**EXERCISE PROMPT:**
Return the lines below exactly as they appear, please, starting with the first and ending with the one that contains "the normalized canvas".

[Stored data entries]

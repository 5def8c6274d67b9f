#![deny(
    unsafe_code,
    missing_docs,
    dead_code,
    unused_results,
    non_snake_case,
    unreachable_pub
)]

//! Shared rendering contracts for Bee Meadow adapters.
//!
//! Backends never touch the world directly: they receive a [`Scene`] composed
//! from a [`WorldSnapshot`] and draw whatever it describes. All positions in
//! a scene are pixel coordinates produced by projecting the normalized canvas
//! through a validated [`CanvasPresentation`].

use anyhow::Result as AnyResult;
use bee_meadow_core::{
    BeeActivity, BeeId, MetricsSnapshot, Phase, Position, TimeSpeed, WorldSnapshot,
};
use glam::Vec2;
use std::{error::Error, fmt, time::Duration};

/// RGBA color used when presenting frames.
#[derive(Clone, Copy, Debug, PartialEq)]
pub struct Color {
    /// Red channel intensity in the range 0.0..=1.0.
    pub red: f32,
    /// Green channel intensity in the range 0.0..=1.0.
    pub green: f32,
    /// Blue channel intensity in the range 0.0..=1.0.
    pub blue: f32,
    /// Alpha channel intensity in the range 0.0..=1.0.
    pub alpha: f32,
}

impl Color {
    /// Creates a new color from floating point channels.
    #[must_use]
    pub const fn new(red: f32, green: f32, blue: f32, alpha: f32) -> Self {
        Self {
            red,
            green,
            blue,
            alpha,
        }
    }

    /// Creates an opaque color from byte RGB values.
    #[must_use]
    pub const fn from_rgb_u8(red: u8, green: u8, blue: u8) -> Self {
        Self {
            red: red as f32 / 255.0,
            green: green as f32 / 255.0,
            blue: blue as f32 / 255.0,
            alpha: 1.0,
        }
    }

    /// Returns a copy of the color with the provided alpha channel.
    #[must_use]
    pub const fn with_alpha(self, alpha: f32) -> Self {
        Self { alpha, ..self }
    }

    /// Returns a new color lightened towards white by the provided amount.
    #[must_use]
    pub fn lighten(self, amount: f32) -> Self {
        let amount = amount.clamp(0.0, 1.0);

        Self {
            red: lighten_channel(self.red, amount),
            green: lighten_channel(self.green, amount),
            blue: lighten_channel(self.blue, amount),
            alpha: self.alpha,
        }
    }
}

fn lighten_channel(channel: f32, amount: f32) -> f32 {
    channel + (1.0 - channel) * amount
}

/// Validated pixel dimensions of the drawing surface.
#[derive(Clone, Copy, Debug, PartialEq)]
pub struct CanvasPresentation {
    width: f32,
    height: f32,
    background: Color,
}

impl CanvasPresentation {
    /// Creates a new canvas descriptor from pixel dimensions.
    pub fn new(
        width: f32,
        height: f32,
        background: Color,
    ) -> std::result::Result<Self, RenderingError> {
        if !(width > 0.0 && height > 0.0) {
            return Err(RenderingError::InvalidCanvasSize { width, height });
        }

        Ok(Self {
            width,
            height,
            background,
        })
    }

    /// Canvas width in pixels.
    #[must_use]
    pub const fn width(&self) -> f32 {
        self.width
    }

    /// Canvas height in pixels.
    #[must_use]
    pub const fn height(&self) -> f32 {
        self.height
    }

    /// Color the backend clears the surface with each frame.
    #[must_use]
    pub const fn background(&self) -> Color {
        self.background
    }

    /// Projects a normalized world position into pixel coordinates.
    #[must_use]
    pub fn project(&self, position: Position) -> Vec2 {
        Vec2::new(
            position.x() as f32 * self.width,
            position.y() as f32 * self.height,
        )
    }
}

/// Bee ready to be drawn at a pixel position.
#[derive(Clone, Copy, Debug, PartialEq)]
pub struct SceneBee {
    /// Identifier allocated to the bee by the world.
    pub id: BeeId,
    /// Center of the bee in pixel coordinates.
    pub center: Vec2,
    /// Diameter of the bee body in pixels.
    pub size: f32,
    /// Whether the bee is hovering at a flower this frame.
    pub hovering: bool,
}

/// Flower ready to be drawn, covering both original and planted flowers.
#[derive(Clone, Copy, Debug, PartialEq)]
pub struct SceneFlower {
    /// Center of the flower in pixel coordinates.
    pub center: Vec2,
    /// Diameter of the flower head in pixels, scaled by flower health.
    pub size: f32,
    /// Whether the user planted this flower during Recovery.
    pub planted: bool,
}

/// Ambient pollen particle ready to be drawn.
#[derive(Clone, Copy, Debug, PartialEq)]
pub struct ScenePollen {
    /// Center of the particle in pixel coordinates.
    pub center: Vec2,
    /// Diameter of the particle in pixels.
    pub size: f32,
    /// Opacity the particle is drawn at.
    pub opacity: f32,
}

/// Bee-emitted burst particle ready to be drawn.
#[derive(Clone, Copy, Debug, PartialEq)]
pub struct SceneBurst {
    /// Center of the particle in pixel coordinates.
    pub center: Vec2,
    /// Diameter of the particle in pixels.
    pub size: f32,
    /// Opacity the particle is drawn at, fading as the particle ages.
    pub opacity: f32,
}

/// Pesticide cloud ready to be drawn.
#[derive(Clone, Copy, Debug, PartialEq)]
pub struct SceneCloud {
    /// Center of the cloud in pixel coordinates.
    pub center: Vec2,
    /// Width of the cloud in pixels.
    pub width: f32,
    /// Height of the cloud in pixels.
    pub height: f32,
}

/// Habitat block ready to be drawn.
#[derive(Clone, Copy, Debug, PartialEq)]
pub struct SceneHabitatBlock {
    /// Center of the block in pixel coordinates.
    pub center: Vec2,
    /// Whether the user already dragged the block into the habitat zone.
    pub placed: bool,
}

/// Complete description of a frame, detached from world internals.
#[derive(Clone, Debug, PartialEq)]
pub struct Scene {
    /// Validated surface the frame is drawn on.
    pub canvas: CanvasPresentation,
    /// Phase the simulation currently runs under.
    pub phase: Phase,
    /// Ecosystem metrics backing the overlay gauges.
    pub metrics: MetricsSnapshot,
    /// Bees to draw this frame.
    pub bees: Vec<SceneBee>,
    /// Flowers to draw this frame, original and planted together.
    pub flowers: Vec<SceneFlower>,
    /// Ambient pollen particles to draw this frame.
    pub pollen: Vec<ScenePollen>,
    /// Burst particles to draw this frame.
    pub bursts: Vec<SceneBurst>,
    /// Pesticide clouds to draw this frame.
    pub clouds: Vec<SceneCloud>,
    /// Habitat blocks to draw this frame.
    pub habitat_blocks: Vec<SceneHabitatBlock>,
    /// Whether the pause chrome should be shown.
    pub paused: bool,
    /// Speed multiplier to surface in the overlay.
    pub speed: TimeSpeed,
    /// Whether the hint overlay should be shown.
    pub hint_visible: bool,
}

/// Minimum fraction of a flower's base size kept at zero flower health.
const FLOWER_PROMINENCE_FLOOR: f32 = 0.45;
/// Burst lifetime at which the particle is drawn at full opacity.
const BURST_FULL_OPACITY_LIFE: f32 = 1.0;

/// Composes a drawable scene from a world snapshot.
///
/// Flower prominence tracks the flower-health metric so the meadow visibly
/// wilts during Decline, and planted flowers join the same list as the
/// originals. Burst opacity fades linearly over the particle's final second.
#[must_use]
pub fn compose_scene(snapshot: &WorldSnapshot, canvas: CanvasPresentation) -> Scene {
    let vitality = FLOWER_PROMINENCE_FLOOR
        + (1.0 - FLOWER_PROMINENCE_FLOOR) * snapshot.metrics.flower_health as f32;

    let mut flowers: Vec<SceneFlower> = snapshot
        .flowers
        .iter()
        .map(|flower| SceneFlower {
            center: canvas.project(flower.position),
            size: flower.size as f32 * vitality,
            planted: false,
        })
        .collect();
    flowers.extend(snapshot.planted_flowers.iter().map(|flower| SceneFlower {
        center: canvas.project(flower.position),
        size: flower.size as f32,
        planted: true,
    }));

    Scene {
        canvas,
        phase: snapshot.phase,
        metrics: snapshot.metrics,
        bees: snapshot
            .bees
            .iter()
            .map(|bee| SceneBee {
                id: bee.id,
                center: canvas.project(bee.position),
                size: bee.size as f32,
                hovering: matches!(bee.activity, BeeActivity::Pollinating { .. }),
            })
            .collect(),
        flowers,
        pollen: snapshot
            .pollen
            .iter()
            .map(|pollen| ScenePollen {
                center: canvas.project(pollen.position),
                size: pollen.size as f32,
                opacity: pollen.opacity as f32,
            })
            .collect(),
        bursts: snapshot
            .bursts
            .iter()
            .map(|burst| SceneBurst {
                center: canvas.project(burst.position),
                size: burst.size as f32,
                opacity: burst.opacity as f32
                    * (burst.life as f32 / BURST_FULL_OPACITY_LIFE).clamp(0.0, 1.0),
            })
            .collect(),
        clouds: snapshot
            .clouds
            .iter()
            .map(|cloud| SceneCloud {
                center: canvas.project(cloud.position),
                width: cloud.width as f32,
                height: cloud.height as f32,
            })
            .collect(),
        habitat_blocks: snapshot
            .habitat_blocks
            .iter()
            .map(|block| SceneHabitatBlock {
                center: canvas.project(block.position),
                placed: block.placed,
            })
            .collect(),
        paused: snapshot.paused,
        speed: snapshot.speed,
        hint_visible: snapshot.hint_visible,
    }
}

/// Rendering backend capable of presenting Bee Meadow scenes.
pub trait RenderingBackend {
    /// Runs the rendering backend until it is requested to exit.
    ///
    /// The provided `update_scene` closure receives the frame delta and may
    /// replace the scene before it is rendered, allowing adapters to push
    /// freshly composed snapshots each frame.
    fn run<F>(self, scene: Scene, update_scene: F) -> AnyResult<()>
    where
        F: FnMut(Duration, &mut Scene) + 'static;
}

/// Errors that can occur when constructing rendering descriptors.
#[derive(Debug, PartialEq)]
pub enum RenderingError {
    /// Canvas dimensions must both be positive.
    InvalidCanvasSize {
        /// Provided width that failed validation.
        width: f32,
        /// Provided height that failed validation.
        height: f32,
    },
}

impl fmt::Display for RenderingError {
    fn fmt(&self, f: &mut fmt::Formatter<'_>) -> fmt::Result {
        match self {
            Self::InvalidCanvasSize { width, height } => {
                write!(
                    f,
                    "canvas dimensions must be positive (received {width}x{height})"
                )
            }
        }
    }
}

impl Error for RenderingError {}

#[cfg(test)]
mod tests {
    use super::*;
    use bee_meadow_core::{
        BeeSnapshot, BurstId, BurstSnapshot, ChallengeView, FlowerId, FlowerSnapshot,
        PlantedFlowerId, PlantedFlowerSnapshot, Velocity,
    };

    const BACKGROUND: Color = Color::from_rgb_u8(0x1c, 0x2b, 0x1a);

    fn canvas() -> CanvasPresentation {
        CanvasPresentation::new(800.0, 600.0, BACKGROUND).expect("valid canvas")
    }

    fn empty_snapshot() -> WorldSnapshot {
        WorldSnapshot {
            metrics: MetricsSnapshot {
                bee_population: 1.0,
                flower_health: 1.0,
                biodiversity: 1.0,
                pesticide_level: 0.0,
            },
            phase: Phase::Abundance,
            phase_elapsed: 0.0,
            phase_completed: false,
            balance_restored: false,
            bees: Vec::new(),
            flowers: Vec::new(),
            pollen: Vec::new(),
            bursts: Vec::new(),
            clouds: Vec::new(),
            planted_flowers: Vec::new(),
            habitat_blocks: Vec::new(),
            placed_habitat_count: 0,
            challenges: ChallengeView::default(),
            paused: false,
            speed: TimeSpeed::Single,
            hint_visible: false,
        }
    }

    #[test]
    fn canvas_construction_rejects_non_positive_dimensions() {
        assert!(matches!(
            CanvasPresentation::new(0.0, 600.0, BACKGROUND),
            Err(RenderingError::InvalidCanvasSize { .. })
        ));
        assert!(matches!(
            CanvasPresentation::new(800.0, -1.0, BACKGROUND),
            Err(RenderingError::InvalidCanvasSize { .. })
        ));
    }

    #[test]
    fn projection_scales_normalized_positions_to_pixels() {
        let projected = canvas().project(Position::new(0.5, 0.25));
        assert_eq!(projected, Vec2::new(400.0, 150.0));
    }

    #[test]
    fn flower_prominence_tracks_flower_health() {
        let mut snapshot = empty_snapshot();
        snapshot.flowers.push(FlowerSnapshot {
            id: FlowerId::new(0),
            position: Position::new(0.5, 0.5),
            size: 20.0,
        });

        snapshot.metrics.flower_health = 1.0;
        let healthy = compose_scene(&snapshot, canvas());
        snapshot.metrics.flower_health = 0.0;
        let wilted = compose_scene(&snapshot, canvas());

        assert!((healthy.flowers[0].size - 20.0).abs() < 1e-5);
        assert!((wilted.flowers[0].size - 20.0 * FLOWER_PROMINENCE_FLOOR).abs() < 1e-5);
    }

    #[test]
    fn planted_flowers_join_the_flower_list_at_full_size() {
        let mut snapshot = empty_snapshot();
        snapshot.planted_flowers.push(PlantedFlowerSnapshot {
            id: PlantedFlowerId::new(0),
            position: Position::new(0.3, 0.3),
            size: 22.0,
        });
        snapshot.metrics.flower_health = 0.1;

        let scene = compose_scene(&snapshot, canvas());

        assert_eq!(scene.flowers.len(), 1);
        assert!(scene.flowers[0].planted);
        assert_eq!(scene.flowers[0].size, 22.0);
    }

    #[test]
    fn burst_opacity_fades_over_the_final_second() {
        let mut snapshot = empty_snapshot();
        for (id, life) in [(0, 2.0), (1, 0.5)] {
            snapshot.bursts.push(BurstSnapshot {
                id: BurstId::new(id),
                position: Position::new(0.5, 0.5),
                life,
                size: 1.0,
                opacity: 0.8,
            });
        }

        let scene = compose_scene(&snapshot, canvas());

        assert_eq!(scene.bursts[0].opacity, 0.8);
        assert!((scene.bursts[1].opacity - 0.4).abs() < 1e-6);
    }

    #[test]
    fn hovering_bees_are_flagged_for_the_backend() {
        let mut snapshot = empty_snapshot();
        for (id, activity) in [
            (0, BeeActivity::Seeking),
            (1, BeeActivity::Pollinating { remaining: 1.0 }),
        ] {
            snapshot.bees.push(BeeSnapshot {
                id: BeeId::new(id),
                position: Position::new(0.5, 0.5),
                velocity: Velocity::ZERO,
                size: 10.0,
                target: Position::new(0.5, 0.5),
                activity,
            });
        }

        let scene = compose_scene(&snapshot, canvas());

        assert!(!scene.bees[0].hovering);
        assert!(scene.bees[1].hovering);
    }

    #[test]
    fn lighten_moves_channels_towards_white() {
        let color = Color::from_rgb_u8(100, 150, 200).lighten(0.5);
        assert!(color.red > 100.0 / 255.0);
        assert!(color.green > 150.0 / 255.0);
        assert!(color.blue > 200.0 / 255.0);
        assert_eq!(color.alpha, 1.0);
    }
}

**WRITTEN RESPONSE:**
repository 5def8c6274d67b9f
#![deny(
    unsafe_code,
    missing_docs,
    dead_code,
    unused_results,
    non_snake_case,
    unreachable_pub
)]

//! Shared rendering contracts for Bee Meadow adapters.
//!
//! Backends never touch the world directly: they receive a [`Scene`] composed
//! from a [`WorldSnapshot`] and draw whatever it describes. All positions in
//! a scene are pixel coordinates produced by projecting the normalized canvas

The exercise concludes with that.